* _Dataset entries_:
»»

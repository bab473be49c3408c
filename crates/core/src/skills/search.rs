//! Search - the entry stage. Queries the tool service with the topic and
//! lets grounding-capable backends run their own web search too.

use std::collections::HashMap;

use super::stage::{base_values, PromptContext, StageHandler, ToolQuery, FALLBACK_TAG};
use crate::state::PipelineState;
use crate::swarm::pipeline::StageId;

pub struct SearchHandler;

impl StageHandler for SearchHandler {
    fn stage(&self) -> StageId {
        StageId::Search
    }

    fn tool_query(&self, state: &PipelineState) -> Option<ToolQuery> {
        Some(ToolQuery {
            query: state.topic.clone(),
            purpose: "research",
        })
    }

    fn grounded(&self) -> bool {
        true
    }

    fn values(&self, ctx: &PromptContext<'_>) -> HashMap<&'static str, String> {
        let mut values = base_values(ctx.state);
        values.insert("tool_results", ctx.tool_text.to_string());
        values
    }

    fn fallback(&self, ctx: &PromptContext<'_>) -> Option<String> {
        let topic = &ctx.state.topic;
        Some(format!(
            "{FALLBACK_TAG} Search summary for \"{topic}\" could not be generated because the \
             language model was unavailable.\n\n\
             Treat {topic} from general knowledge for now: outline its core definition, main \
             applications and open challenges in later stages.\n\n{}",
            ctx.tool_text
        ))
    }
}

««

Reproduce word for word the lines of the records above, beginning at the first and ending with the line where "definition, main \" appears, and nothing past it.

* _Written answer_:
repository bab473be49c3408c
filename crates/core/src/skills/search.rs
//! Search - the entry stage. Queries the tool service with the topic and
//! lets grounding-capable backends run their own web search too.

use std::collections::HashMap;

use super::stage::{base_values, PromptContext, StageHandler, ToolQuery, FALLBACK_TAG};
use crate::state::PipelineState;
use crate::swarm::pipeline::StageId;

pub struct SearchHandler;

impl StageHandler for SearchHandler {
    fn stage(&self) -> StageId {
        StageId::Search
    }

    fn tool_query(&self, state: &PipelineState) -> Option<ToolQuery> {
        Some(ToolQuery {
            query: state.topic.clone(),
            purpose: "research",
        })
    }

    fn grounded(&self) -> bool {
        true
    }

    fn values(&self, ctx: &PromptContext<'_>) -> HashMap<&'static str, String> {
        let mut values = base_values(ctx.state);
        values.insert("tool_results", ctx.tool_text.to_string());
        values
    }

    fn fallback(&self, ctx: &PromptContext<'_>) -> Option<String> {
        let topic = &ctx.state.topic;
        Some(format!(
            "{FALLBACK_TAG} Search summary for \"{topic}\" could not be generated because the \
             language model was unavailable.\n\n\
             Treat {topic} from general knowledge for now: outline its core definition, main \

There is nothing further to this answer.